In de Bvt zijn geen aanknopingspunten te vinden op welke wijze het horen van de verpleegde dient plaats te vinden. Het hoofd van de instelling wijst op de praktijk waarin het kan voorkomen dat het tijdstip van de genomen beslissing en het voorafgaand horen nagenoeg samenvalt, bijvoorbeeld als een verpleegde geen reactie geeft. De raadsvrouw van klager stelt dat klinieken de hoorplicht lijken te beschouwen als een mededelingsplicht en wijst op het belang van hoor en wederhoor.
Nu de wetgever in de Bvt ten aanzien van bepaalde ingrijpende beslissingen het vereiste van het voorafgaand horen van de verpleegde heeft opgenomen, alsmede in welke limitatieve gevallen het horen achterwege kan blijven, moet naar het oordeel van de beroepscommissie worden aangenomen dat de hoorplicht een wezenlijk onderdeel vormt van de rechtspositie van verpleegden. Door voorafgaand aan het nemen van een beslissing de verpleegde te horen, kan het hoofd van de instelling zich laten informeren over alle feiten en omstandigheden die nodig zijn voor het maken van een afweging. Het biedt de verpleegde de mogelijkheid te reageren en eventuele punten naar voren te brengen die volgens hem moeten worden meegenomen bij de te maken afweging en de te nemen beslissing. Het vorenstaande brengt mee dat de beslissing pas na het horen en de hier bedoelde afweging kan worden genomen. De omstandigheid dat, zoals door het hoofd van de instelling ook in onderhavige casus naar voren is gebracht, meerdere keren eerder met een verpleegde over een aangelegenheid is gesproken, kan niet gelijkgesteld worden aan de hoorplicht, noch betekent dit dat kan worden volstaan met een korte mededeling. Tijdens het horen moet de verpleegde, voor zover mogelijk, duidelijk worden gemaakt wat het doel is van het gesprek en welke beslissing het hoofd van de instelling voornemens is te nemen, waarna de verpleegde de gelegenheid krijgt hierop te reageren. Het verdient aanbeveling dit op te nemen in de schriftelijke mededeling van de beslissing.
In de schriftelijke mededeling is opgenomen dat klager is gehoord alsmede wat zijn reactie is geweest. Klager ontkent echter dat hij voorafgaand aan de beslissing is gehoord. De beroepscommissie stelt voorop dat als in de schriftelijke mededeling staat vermeld dat een verpleegde is gehoord, er in de regel vanuit mag worden gegaan dat dit ook is gebeurd. Nu echter klager stellig ontkent, heeft de beroepscommissie gezocht naar aanwijzingen die antwoord kunnen geven op de vraag welke van de diametraal tegenover elkaar staande stellingen het meest aannemelijk is.

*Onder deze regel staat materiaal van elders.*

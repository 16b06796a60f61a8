//! Volgrid CLI - Command Line Operations for Surface Interpolation
//!
//! This is the operational entry point for the volgrid surface
//! interpolation library.
//!
//! # Commands
//!
//! - `volgrid interpolate --observations <file> --query-deltas ... --query-times ...` -
//!   Build one surface per observation group and evaluate the query grid
//! - `volgrid check` - Check system configuration and run a self-test
//!
//! # Architecture
//!
//! As the service layer of the workspace, this crate wraps the pure
//! surface_core kernel with batch orchestration: grouped CSV ingestion,
//! per-group failure isolation, and csv/json result emission.

use clap::{Parser, Subcommand};
use tracing::info;
use tracing_subscriber::{layer::SubscriberExt, util::SubscriberInitExt};

mod commands;
mod error;

pub use error::{CliError, Result};

/// Volgrid Surface Interpolation CLI
#[derive(Parser)]
#[command(name = "volgrid")]
#[command(author, version, about, long_about = None)]
struct Cli {
    /// Enable verbose output
    #[arg(short, long, global = true)]
    verbose: bool,

    #[command(subcommand)]
    command: Commands,
}

#[derive(Subcommand)]
enum Commands {
    /// Interpolate volatility surfaces from grouped observations
    Interpolate {
        /// Path to observations file (CSV: asset,value_date,expiry,delta,vol)
        #[arg(short, long)]
        observations: String,

        /// Query deltas, comma separated (e.g. 0.075,0.085)
        #[arg(long, value_delimiter = ',', required = true)]
        query_deltas: Vec<f64>,

        /// Query times to expiry, comma separated (e.g. 1.5,2.5)
        #[arg(long, value_delimiter = ',', required = true)]
        query_times: Vec<f64>,

        /// Output format (csv, json)
        #[arg(short, long, default_value = "csv")]
        format: String,

        /// Output file path (stdout when omitted)
        #[arg(long)]
        output: Option<String>,
    },

    /// Check system configuration and dependencies
    Check,
}

fn main() -> Result<()> {
    // Initialise tracing
    tracing_subscriber::registry()
        .with(tracing_subscriber::fmt::layer())
        .with(tracing_subscriber::EnvFilter::from_default_env())
        .init();

    let cli = Cli::parse();

    if cli.verbose {
        info!("Verbose mode enabled");
    }

    match cli.command {
        Commands::Interpolate {
            observations,
            query_deltas,
            query_times,
            format,
            output,
        } => commands::interpolate::run(
            &observations,
            &query_deltas,
            &query_times,
            &format,
            output.as_deref(),
        ),
        Commands::Check => commands::check::run(),
    }
}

De beroepscommissie merkt op dat bij de stukken een dagrapportage is gevoegd met contactmomenten met klager. Het beschreven contact op 17 juni 2021 om 16.30 uur was een contactmoment met de medewerkers die klager blijkens de schriftelijke mededeling ook hebben gehoord. Tijdens dit contactmoment, dat dus ook samenvalt met het tijdstip van horen en beslissen, komt klager niet aan het woord. De tekst lijkt te suggereren dat het een evaluatiegesprek is tussen de psychiater en de behandelcoördinator over het gedrag van klager en de te nemen maatregelen. Het beschreven contactmoment sluit af met: “Vanuit dit oogpunt is pt eind van de middag in afzondering geplaatst”.
Voor zover de drie momenten (evaluatie, hoorplicht en beslissing) al kunnen samenvallen op hetzelfde tijdstip, lijkt hiermee klagers stelling dat hij niet voorafgaand aan de beslissing is gehoord de meest aannemelijke. Het beroep van het hoofd van de instelling zal daarom ongegrond worden verklaard.
4. De uitspraak
De beroepscommissie verklaart het beroep ongegrond en bevestigt de uitspraak van de beklagcommissie met aanvulling van de gronden.
Deze uitspraak is op 24 mei 2022 gedaan door de beroepscommissie, bestaande uit
mr. T.B. Trotman, voorzitter, mr. drs. L.C. Mulder en mr. A.M.G. Smit, leden, bijgestaan door mr. R. Kokee, secretaris.